- _Assignment_:
A verbatim transcription of every record below is required.

- _Data provided_:

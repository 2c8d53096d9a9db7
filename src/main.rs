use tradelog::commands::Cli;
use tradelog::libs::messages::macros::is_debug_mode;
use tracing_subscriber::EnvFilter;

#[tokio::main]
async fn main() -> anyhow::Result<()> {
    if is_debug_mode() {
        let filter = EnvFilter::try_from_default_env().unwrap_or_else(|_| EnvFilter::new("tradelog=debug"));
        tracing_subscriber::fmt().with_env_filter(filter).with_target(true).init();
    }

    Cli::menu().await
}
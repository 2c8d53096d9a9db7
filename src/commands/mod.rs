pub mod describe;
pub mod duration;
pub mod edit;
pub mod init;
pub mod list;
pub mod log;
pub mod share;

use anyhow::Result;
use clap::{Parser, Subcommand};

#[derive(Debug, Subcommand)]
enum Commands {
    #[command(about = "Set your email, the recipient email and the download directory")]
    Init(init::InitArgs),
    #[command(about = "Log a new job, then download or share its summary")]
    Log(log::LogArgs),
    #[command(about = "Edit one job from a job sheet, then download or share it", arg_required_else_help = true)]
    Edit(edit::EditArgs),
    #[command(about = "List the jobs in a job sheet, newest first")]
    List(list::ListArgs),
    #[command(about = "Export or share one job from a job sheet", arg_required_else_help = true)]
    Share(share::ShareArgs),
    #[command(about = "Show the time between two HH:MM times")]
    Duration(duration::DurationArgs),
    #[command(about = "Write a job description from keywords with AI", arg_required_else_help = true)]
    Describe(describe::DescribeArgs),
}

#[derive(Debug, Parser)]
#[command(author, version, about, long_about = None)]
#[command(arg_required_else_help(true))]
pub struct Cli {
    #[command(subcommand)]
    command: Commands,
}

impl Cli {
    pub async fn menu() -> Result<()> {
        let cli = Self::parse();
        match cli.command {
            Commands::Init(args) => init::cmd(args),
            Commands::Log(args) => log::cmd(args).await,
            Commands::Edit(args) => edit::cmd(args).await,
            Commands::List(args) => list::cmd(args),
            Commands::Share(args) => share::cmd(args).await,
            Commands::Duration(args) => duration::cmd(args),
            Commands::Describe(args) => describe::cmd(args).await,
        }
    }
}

- _Written answer_:
repository 2c8d53096d9a9db7
filename src/main.rs
use tradelog::commands::Cli;
use tradelog::libs::messages::macros::is_debug_mode;
use tracing_subscriber::EnvFilter;

#[tokio::main]
async fn main() -> anyhow::Result<()> {
    if is_debug_mode() {
        let filter = EnvFilter::try_from_default_env().unwrap_or_else(|_| EnvFilter::new("tradelog=debug"));
        tracing_subscriber::fmt().with_env_filter(filter).with_target(true).init();
    }

    Cli::menu().await
}
repository 2c8d53096d9a9db7
filename src/commands/mod.rs
pub mod describe;
pub mod duration;
pub mod edit;
pub mod init;
pub mod list;
pub mod log;
pub mod share;

use anyhow::Result;
use clap::{Parser, Subcommand};

#[derive(Debug, Subcommand)]
enum Commands {
    #[command(about = "Set your email, the recipient email and the download directory")]
    Init(init::InitArgs),
    #[command(about = "Log a new job, then download or share its summary")]
    Log(log::LogArgs),
    #[command(about = "Edit one job from a job sheet, then download or share it", arg_required_else_help = true)]
    Edit(edit::EditArgs),
    #[command(about = "List the jobs in a job sheet, newest first")]
    List(list::ListArgs),
    #[command(about = "Export or share one job from a job sheet", arg_required_else_help = true)]
    Share(share::ShareArgs),
    #[command(about = "Show the time between two HH:MM times")]
    Duration(duration::DurationArgs),
    #[command(about = "Write a job description from keywords with AI", arg_required_else_help = true)]
    Describe(describe::DescribeArgs),
}

#[derive(Debug, Parser)]
#[command(author, version, about, long_about = None)]
#[command(arg_required_else_help(true))]
pub struct Cli {
    #[command(subcommand)]
    command: Commands,
}

impl Cli {
    pub async fn menu() -> Result<()> {
        let cli = Self::parse();
        match cli.command {
            Commands::Init(args) => init::cmd(args),
            Commands::Log(args) => log::cmd(args).await,
            Commands::Edit(args) => edit::cmd(args).await,
            Commands::List(args) => list::cmd(args),
            Commands::Share(args) => share::cmd(args).await,
            Commands::Duration(args) => duration::cmd(args),
            Commands::Describe(args) => describe::cmd(args).await,
        }
    }
}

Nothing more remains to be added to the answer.